Dataset entries:
============================================================

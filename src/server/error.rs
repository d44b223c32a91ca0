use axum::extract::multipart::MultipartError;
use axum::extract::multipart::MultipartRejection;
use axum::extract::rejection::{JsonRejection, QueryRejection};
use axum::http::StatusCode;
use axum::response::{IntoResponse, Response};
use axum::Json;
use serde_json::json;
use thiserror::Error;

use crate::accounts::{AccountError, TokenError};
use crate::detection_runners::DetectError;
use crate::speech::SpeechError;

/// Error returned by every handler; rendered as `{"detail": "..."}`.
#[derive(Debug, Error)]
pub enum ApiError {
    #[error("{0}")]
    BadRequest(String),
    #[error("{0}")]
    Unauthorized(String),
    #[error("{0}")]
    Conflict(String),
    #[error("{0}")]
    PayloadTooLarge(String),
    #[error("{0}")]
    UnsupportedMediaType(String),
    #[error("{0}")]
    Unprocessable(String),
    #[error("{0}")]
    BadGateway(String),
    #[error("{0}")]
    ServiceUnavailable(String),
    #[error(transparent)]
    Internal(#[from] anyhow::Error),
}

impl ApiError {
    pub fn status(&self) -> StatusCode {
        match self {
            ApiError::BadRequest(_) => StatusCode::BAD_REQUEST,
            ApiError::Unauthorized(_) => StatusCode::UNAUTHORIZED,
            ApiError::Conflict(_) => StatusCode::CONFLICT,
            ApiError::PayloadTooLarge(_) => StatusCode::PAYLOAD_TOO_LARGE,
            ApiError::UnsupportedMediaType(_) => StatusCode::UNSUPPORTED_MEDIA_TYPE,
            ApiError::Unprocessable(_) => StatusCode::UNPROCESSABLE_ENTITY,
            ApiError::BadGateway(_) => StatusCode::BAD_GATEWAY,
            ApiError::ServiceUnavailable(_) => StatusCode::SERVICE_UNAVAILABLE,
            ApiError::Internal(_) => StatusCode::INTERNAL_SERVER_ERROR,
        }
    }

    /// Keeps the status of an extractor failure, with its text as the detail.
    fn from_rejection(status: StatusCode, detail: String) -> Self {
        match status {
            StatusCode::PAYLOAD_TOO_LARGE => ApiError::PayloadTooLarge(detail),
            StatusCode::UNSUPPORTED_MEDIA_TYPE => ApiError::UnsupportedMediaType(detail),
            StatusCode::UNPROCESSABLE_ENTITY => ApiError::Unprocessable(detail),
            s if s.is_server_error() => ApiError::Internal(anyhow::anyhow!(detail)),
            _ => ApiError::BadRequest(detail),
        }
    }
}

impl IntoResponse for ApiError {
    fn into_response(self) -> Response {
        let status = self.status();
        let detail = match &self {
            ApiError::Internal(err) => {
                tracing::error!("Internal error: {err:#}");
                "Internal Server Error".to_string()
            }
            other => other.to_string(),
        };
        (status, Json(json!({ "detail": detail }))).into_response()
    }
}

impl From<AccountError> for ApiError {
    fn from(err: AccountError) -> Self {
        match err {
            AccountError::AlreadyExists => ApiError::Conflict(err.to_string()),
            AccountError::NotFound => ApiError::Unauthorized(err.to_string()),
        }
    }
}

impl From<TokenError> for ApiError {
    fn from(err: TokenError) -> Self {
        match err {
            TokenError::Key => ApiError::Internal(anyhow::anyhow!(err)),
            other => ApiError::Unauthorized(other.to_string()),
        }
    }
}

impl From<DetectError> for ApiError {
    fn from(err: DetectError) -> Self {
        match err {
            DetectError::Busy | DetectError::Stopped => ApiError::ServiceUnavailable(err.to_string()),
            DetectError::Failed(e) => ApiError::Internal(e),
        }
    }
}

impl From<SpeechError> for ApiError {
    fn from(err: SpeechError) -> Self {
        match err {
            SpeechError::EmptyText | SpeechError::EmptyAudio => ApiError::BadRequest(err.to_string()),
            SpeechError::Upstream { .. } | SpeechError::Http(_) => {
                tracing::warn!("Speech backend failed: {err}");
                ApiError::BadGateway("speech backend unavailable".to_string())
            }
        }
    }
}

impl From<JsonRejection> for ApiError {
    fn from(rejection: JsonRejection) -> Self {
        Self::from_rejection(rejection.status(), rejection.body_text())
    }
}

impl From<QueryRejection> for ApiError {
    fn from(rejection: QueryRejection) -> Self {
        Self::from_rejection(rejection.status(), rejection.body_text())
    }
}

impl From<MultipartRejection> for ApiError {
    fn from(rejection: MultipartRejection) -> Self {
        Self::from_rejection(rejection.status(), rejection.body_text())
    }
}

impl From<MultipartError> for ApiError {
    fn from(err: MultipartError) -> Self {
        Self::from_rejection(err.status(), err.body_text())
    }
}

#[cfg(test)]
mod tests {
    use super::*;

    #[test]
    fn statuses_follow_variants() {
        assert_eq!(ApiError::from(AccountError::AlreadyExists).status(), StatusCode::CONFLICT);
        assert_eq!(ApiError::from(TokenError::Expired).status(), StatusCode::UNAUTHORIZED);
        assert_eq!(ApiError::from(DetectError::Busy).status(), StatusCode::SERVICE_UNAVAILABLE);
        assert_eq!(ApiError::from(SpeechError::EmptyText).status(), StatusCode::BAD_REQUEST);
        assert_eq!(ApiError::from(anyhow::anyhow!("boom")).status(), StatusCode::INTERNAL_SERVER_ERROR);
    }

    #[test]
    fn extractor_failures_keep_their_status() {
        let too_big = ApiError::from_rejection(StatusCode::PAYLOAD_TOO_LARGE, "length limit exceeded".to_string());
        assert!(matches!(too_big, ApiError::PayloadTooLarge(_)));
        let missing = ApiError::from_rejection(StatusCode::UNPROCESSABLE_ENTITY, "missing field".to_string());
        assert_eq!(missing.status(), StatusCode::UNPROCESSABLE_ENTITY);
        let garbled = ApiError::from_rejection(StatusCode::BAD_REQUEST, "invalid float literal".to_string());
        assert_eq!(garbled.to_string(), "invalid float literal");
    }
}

============================================================

> **Task goal**: Among the entries, how many lines hold the word "impl"? Please answer with only that number.

> **Written answer**: 10